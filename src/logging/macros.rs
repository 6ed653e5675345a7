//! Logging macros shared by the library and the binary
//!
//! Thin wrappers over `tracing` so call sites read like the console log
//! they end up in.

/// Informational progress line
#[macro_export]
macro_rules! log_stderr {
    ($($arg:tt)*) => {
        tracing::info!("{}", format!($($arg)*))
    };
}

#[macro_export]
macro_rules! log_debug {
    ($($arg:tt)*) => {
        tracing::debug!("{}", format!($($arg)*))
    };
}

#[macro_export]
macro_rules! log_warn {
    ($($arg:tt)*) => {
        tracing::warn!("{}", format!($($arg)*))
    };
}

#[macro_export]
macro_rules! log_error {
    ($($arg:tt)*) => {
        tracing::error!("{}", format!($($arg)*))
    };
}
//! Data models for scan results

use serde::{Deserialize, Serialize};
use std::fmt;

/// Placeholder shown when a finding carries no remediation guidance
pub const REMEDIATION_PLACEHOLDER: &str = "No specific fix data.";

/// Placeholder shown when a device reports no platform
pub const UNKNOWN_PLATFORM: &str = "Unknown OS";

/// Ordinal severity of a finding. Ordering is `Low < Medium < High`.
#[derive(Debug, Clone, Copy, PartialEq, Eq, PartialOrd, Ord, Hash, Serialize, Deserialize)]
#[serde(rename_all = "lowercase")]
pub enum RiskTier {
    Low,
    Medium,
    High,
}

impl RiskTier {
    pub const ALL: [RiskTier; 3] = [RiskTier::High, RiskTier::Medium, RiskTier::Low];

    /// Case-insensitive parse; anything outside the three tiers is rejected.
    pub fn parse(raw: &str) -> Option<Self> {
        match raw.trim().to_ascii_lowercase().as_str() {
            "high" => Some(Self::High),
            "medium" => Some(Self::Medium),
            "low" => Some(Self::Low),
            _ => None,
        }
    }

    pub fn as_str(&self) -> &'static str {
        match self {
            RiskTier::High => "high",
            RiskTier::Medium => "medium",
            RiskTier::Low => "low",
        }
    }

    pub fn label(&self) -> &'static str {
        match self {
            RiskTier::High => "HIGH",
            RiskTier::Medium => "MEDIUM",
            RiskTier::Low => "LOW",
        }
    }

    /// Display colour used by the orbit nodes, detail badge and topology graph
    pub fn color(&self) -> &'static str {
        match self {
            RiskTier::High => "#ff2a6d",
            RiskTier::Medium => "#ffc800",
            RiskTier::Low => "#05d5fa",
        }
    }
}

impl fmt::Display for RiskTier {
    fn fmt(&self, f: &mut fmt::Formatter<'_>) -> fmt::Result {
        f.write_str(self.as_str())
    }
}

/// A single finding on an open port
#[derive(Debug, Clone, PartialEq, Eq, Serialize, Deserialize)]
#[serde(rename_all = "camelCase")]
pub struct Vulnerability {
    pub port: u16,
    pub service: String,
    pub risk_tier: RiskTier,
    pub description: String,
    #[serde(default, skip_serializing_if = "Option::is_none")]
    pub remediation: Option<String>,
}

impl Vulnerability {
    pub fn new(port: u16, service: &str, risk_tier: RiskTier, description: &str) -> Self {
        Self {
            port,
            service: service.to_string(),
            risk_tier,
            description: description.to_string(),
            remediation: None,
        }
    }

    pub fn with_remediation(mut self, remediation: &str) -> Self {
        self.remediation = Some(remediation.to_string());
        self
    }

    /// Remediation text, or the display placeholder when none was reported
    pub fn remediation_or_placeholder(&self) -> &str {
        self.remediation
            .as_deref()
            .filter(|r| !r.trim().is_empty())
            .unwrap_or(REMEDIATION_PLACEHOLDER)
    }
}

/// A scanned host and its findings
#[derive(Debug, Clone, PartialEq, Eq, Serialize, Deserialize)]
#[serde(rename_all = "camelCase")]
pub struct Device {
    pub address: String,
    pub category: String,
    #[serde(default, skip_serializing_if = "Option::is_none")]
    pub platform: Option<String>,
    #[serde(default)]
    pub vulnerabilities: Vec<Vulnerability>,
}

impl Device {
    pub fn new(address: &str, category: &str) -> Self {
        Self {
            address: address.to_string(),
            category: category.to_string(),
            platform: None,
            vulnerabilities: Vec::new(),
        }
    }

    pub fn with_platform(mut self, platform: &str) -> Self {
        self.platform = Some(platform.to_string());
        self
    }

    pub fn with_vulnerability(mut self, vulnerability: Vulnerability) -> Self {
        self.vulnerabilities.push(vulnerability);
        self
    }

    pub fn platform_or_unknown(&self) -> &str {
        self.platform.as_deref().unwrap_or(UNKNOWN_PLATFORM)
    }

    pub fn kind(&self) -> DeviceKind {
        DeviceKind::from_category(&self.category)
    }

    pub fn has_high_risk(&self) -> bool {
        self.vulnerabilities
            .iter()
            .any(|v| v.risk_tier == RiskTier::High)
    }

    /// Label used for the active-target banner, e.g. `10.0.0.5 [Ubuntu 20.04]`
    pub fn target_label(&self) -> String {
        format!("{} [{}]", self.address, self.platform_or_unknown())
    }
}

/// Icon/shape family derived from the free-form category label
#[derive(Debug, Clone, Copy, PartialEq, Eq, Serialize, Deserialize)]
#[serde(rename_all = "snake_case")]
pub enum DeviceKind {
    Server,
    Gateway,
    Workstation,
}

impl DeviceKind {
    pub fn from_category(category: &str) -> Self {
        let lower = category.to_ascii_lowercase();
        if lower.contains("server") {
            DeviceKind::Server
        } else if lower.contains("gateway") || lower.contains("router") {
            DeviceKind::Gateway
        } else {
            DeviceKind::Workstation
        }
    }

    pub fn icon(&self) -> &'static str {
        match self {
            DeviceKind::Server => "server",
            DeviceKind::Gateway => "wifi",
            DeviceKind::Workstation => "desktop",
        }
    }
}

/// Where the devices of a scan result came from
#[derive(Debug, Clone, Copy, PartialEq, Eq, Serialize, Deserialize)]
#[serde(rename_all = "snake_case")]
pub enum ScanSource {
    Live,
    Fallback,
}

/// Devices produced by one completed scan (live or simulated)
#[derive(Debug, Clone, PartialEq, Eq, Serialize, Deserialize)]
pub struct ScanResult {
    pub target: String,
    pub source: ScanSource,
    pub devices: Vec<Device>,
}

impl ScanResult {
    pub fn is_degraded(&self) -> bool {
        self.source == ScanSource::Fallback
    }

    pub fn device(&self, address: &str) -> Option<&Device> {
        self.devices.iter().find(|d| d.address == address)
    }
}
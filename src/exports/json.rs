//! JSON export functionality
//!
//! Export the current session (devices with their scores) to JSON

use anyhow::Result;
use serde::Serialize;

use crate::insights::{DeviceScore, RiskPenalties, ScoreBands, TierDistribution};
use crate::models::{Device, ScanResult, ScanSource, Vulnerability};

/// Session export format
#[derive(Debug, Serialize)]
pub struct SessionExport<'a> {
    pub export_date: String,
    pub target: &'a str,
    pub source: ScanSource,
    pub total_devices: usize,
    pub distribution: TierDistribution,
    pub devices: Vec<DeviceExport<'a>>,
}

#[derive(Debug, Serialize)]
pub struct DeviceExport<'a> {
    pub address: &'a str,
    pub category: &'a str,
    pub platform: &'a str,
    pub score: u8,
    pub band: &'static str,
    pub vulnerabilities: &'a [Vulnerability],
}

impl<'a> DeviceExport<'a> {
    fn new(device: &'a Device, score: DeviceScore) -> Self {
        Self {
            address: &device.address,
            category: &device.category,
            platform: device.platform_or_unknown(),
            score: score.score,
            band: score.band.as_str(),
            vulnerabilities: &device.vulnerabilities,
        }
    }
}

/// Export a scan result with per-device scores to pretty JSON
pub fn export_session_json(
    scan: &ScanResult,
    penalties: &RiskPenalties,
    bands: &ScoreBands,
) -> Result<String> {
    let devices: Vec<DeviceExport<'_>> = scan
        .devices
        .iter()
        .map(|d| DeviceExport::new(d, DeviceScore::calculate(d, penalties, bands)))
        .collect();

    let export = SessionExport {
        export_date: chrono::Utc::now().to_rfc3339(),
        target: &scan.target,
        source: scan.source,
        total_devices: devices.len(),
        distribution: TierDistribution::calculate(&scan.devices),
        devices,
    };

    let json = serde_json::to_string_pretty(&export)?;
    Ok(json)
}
::::::
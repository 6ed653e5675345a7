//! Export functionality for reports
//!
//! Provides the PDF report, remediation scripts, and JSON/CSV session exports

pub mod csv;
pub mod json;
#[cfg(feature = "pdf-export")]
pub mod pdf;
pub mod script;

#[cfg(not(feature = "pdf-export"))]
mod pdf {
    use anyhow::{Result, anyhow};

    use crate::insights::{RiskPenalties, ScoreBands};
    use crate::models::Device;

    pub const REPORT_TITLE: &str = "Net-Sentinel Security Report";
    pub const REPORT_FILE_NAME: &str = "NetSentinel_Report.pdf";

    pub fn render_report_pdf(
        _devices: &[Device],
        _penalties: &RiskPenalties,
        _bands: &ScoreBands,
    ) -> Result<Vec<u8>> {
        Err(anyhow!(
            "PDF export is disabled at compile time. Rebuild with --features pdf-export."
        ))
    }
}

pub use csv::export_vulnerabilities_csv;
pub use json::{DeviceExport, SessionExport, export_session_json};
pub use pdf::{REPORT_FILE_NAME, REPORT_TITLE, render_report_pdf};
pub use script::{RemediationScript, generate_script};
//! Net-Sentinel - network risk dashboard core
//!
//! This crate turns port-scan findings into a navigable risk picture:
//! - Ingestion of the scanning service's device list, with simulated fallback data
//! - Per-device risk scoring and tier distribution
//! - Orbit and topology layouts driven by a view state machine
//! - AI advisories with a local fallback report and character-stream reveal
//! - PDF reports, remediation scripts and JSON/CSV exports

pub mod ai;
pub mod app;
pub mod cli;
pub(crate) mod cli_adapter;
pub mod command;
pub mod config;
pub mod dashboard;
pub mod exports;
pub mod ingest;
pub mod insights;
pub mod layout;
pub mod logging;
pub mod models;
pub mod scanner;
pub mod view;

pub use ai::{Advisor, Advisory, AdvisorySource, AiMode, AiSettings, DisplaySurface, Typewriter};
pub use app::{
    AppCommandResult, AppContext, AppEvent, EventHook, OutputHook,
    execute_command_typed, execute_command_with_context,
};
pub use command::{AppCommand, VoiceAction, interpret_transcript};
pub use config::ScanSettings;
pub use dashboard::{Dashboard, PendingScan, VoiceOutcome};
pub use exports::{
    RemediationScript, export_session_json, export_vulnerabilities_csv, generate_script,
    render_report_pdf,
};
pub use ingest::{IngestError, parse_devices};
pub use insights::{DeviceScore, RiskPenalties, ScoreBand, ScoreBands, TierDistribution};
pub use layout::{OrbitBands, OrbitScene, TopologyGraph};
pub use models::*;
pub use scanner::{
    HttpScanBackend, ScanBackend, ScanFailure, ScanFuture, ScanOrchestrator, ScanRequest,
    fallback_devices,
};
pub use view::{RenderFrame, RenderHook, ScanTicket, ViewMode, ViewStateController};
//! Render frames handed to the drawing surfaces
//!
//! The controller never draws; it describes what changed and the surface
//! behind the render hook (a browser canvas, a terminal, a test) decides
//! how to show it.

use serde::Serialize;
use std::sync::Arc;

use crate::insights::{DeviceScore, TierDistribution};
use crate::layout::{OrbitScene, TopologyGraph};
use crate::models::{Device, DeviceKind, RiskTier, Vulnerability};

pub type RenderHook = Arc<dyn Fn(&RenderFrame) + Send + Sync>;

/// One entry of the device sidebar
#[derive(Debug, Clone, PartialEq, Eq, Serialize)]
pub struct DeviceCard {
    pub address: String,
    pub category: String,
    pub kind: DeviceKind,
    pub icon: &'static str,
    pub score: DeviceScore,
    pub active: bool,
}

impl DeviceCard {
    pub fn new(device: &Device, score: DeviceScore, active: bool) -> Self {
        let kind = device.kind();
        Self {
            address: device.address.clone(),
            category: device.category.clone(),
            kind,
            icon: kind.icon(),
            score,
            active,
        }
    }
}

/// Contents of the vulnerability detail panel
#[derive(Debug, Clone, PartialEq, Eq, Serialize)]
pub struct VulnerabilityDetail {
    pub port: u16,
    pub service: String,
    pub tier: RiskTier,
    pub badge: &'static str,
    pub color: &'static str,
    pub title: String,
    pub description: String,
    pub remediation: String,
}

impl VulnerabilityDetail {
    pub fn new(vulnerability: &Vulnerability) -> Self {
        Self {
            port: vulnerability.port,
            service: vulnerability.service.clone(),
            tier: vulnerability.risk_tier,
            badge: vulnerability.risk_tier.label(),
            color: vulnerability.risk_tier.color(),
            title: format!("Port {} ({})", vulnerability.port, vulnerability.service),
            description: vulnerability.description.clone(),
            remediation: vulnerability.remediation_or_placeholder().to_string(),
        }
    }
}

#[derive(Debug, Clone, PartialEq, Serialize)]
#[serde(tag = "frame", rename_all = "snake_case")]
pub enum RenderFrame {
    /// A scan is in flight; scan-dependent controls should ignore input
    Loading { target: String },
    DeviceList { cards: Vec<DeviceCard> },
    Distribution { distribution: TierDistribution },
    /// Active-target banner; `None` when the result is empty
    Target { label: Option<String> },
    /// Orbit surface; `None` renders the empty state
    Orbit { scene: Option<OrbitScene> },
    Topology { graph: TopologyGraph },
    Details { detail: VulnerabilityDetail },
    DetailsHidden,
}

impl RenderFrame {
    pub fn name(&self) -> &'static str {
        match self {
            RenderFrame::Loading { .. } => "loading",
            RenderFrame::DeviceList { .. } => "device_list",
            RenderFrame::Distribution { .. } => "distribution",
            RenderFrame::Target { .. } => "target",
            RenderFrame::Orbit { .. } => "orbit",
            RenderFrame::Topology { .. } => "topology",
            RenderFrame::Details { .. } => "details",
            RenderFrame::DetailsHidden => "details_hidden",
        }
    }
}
::::::
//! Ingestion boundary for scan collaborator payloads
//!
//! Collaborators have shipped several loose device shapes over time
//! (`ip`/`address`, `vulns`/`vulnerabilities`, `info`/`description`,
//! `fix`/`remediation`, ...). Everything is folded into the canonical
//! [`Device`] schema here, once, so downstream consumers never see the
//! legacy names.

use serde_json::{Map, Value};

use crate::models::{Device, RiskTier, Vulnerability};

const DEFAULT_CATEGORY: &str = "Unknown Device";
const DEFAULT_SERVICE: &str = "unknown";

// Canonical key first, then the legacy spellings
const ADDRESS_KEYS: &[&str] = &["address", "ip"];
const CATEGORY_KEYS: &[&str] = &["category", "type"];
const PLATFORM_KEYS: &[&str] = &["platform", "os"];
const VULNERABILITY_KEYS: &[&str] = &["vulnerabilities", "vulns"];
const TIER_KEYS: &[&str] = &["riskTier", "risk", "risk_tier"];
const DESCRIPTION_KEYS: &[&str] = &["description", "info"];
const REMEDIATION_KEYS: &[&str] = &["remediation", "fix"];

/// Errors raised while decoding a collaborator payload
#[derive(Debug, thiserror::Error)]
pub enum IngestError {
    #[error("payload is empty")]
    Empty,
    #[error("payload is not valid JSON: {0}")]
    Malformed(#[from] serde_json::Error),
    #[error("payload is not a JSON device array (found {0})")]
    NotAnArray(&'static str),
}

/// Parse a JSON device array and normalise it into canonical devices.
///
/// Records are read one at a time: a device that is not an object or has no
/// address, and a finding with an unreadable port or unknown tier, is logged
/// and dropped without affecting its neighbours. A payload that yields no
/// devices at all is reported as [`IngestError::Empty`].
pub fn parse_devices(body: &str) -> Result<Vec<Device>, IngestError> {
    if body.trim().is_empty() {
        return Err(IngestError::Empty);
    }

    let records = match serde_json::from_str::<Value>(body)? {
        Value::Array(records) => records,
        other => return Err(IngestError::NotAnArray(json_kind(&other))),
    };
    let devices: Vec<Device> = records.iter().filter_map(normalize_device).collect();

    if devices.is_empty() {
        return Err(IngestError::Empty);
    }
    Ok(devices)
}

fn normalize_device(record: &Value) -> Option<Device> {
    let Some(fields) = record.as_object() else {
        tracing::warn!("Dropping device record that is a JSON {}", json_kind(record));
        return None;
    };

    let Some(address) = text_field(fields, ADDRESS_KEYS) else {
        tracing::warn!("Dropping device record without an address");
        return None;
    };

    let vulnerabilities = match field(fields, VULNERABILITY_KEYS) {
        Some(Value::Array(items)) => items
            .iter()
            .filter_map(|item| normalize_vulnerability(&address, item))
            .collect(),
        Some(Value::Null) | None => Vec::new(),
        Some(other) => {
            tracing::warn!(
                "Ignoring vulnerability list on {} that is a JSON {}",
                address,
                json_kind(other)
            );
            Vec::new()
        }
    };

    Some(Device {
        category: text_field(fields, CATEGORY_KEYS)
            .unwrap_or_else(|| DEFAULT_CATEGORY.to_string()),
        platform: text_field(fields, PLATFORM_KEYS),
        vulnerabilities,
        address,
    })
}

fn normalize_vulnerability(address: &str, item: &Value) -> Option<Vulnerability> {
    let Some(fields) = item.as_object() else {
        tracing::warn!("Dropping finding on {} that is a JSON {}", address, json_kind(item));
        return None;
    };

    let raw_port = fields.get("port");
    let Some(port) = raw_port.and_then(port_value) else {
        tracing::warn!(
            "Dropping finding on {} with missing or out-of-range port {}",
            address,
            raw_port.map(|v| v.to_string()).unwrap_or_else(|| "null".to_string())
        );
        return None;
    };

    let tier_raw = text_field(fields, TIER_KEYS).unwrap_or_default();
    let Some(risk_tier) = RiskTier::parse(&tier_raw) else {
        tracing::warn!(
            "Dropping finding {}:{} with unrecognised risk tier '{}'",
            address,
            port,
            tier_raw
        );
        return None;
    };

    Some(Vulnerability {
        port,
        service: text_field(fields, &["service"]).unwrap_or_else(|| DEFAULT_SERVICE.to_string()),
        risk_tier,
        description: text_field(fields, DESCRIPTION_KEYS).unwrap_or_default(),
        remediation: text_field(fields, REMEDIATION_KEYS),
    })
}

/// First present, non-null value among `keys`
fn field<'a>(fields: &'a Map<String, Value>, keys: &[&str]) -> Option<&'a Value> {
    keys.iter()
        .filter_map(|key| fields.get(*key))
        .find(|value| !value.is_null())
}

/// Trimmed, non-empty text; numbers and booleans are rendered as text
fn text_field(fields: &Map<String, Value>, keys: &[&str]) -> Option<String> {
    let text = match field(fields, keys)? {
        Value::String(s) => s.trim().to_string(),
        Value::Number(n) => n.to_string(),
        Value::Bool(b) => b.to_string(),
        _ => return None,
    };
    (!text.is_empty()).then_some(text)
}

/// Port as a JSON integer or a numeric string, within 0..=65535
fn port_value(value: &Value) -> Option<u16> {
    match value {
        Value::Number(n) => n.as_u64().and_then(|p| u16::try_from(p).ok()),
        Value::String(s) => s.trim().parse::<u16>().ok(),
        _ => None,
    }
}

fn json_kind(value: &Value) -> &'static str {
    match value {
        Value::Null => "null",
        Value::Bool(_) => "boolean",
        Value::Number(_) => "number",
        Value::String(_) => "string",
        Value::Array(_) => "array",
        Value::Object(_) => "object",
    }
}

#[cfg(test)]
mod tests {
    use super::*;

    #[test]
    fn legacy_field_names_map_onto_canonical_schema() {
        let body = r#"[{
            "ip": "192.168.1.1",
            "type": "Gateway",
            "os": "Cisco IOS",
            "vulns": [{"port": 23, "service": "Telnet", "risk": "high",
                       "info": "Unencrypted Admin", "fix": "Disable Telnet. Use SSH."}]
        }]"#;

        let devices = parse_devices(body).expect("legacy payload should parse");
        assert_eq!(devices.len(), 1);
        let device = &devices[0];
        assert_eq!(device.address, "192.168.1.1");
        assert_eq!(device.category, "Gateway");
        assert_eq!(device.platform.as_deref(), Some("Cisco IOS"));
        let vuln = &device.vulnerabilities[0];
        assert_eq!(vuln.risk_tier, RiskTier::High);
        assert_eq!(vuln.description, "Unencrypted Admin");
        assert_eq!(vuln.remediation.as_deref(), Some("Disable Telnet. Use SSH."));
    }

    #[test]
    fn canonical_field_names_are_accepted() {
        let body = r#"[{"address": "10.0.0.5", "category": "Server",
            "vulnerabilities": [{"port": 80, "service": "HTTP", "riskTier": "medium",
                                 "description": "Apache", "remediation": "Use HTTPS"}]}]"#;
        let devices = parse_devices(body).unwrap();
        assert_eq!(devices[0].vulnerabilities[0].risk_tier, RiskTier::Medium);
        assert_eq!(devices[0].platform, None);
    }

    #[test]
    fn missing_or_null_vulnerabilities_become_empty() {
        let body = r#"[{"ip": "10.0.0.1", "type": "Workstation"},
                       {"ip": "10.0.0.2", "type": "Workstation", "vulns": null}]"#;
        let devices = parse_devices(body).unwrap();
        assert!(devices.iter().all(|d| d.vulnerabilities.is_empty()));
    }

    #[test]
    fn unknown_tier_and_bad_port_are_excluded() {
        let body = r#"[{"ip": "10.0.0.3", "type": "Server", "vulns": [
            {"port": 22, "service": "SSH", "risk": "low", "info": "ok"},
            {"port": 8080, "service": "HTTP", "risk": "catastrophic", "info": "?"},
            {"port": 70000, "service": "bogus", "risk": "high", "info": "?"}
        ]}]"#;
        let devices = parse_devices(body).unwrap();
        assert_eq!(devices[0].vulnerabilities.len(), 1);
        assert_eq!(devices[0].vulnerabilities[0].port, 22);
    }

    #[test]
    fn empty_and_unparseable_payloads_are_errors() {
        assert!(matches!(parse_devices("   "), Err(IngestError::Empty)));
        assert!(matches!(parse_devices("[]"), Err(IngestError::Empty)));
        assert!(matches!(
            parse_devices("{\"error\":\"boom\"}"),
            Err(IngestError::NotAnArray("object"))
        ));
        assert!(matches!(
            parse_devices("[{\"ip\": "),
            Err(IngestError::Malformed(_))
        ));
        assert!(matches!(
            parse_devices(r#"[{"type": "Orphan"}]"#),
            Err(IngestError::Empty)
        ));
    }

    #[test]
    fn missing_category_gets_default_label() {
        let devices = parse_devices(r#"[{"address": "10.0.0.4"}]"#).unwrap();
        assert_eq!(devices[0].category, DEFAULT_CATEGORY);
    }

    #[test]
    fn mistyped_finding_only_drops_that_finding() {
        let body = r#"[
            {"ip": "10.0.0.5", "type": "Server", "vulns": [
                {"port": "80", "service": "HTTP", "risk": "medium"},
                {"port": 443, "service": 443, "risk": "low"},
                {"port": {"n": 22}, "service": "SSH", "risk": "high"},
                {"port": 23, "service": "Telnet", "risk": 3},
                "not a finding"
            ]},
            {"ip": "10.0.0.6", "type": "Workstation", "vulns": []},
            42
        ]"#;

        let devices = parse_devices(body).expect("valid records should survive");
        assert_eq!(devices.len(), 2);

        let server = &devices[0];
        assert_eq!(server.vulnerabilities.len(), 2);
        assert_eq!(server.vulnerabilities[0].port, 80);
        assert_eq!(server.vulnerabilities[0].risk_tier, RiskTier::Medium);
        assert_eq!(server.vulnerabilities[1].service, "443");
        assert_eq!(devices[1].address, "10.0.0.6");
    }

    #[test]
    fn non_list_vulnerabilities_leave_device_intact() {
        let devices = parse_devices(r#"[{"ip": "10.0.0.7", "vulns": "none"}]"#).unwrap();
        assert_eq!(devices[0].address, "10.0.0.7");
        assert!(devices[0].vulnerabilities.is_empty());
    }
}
::::::
*Task details*.
Among the entries above, identify all lines with "macros" and copy them.

*Answer for this exercise*.
filename src/logging/macros.rs
//! Logging macros shared by the library and the binary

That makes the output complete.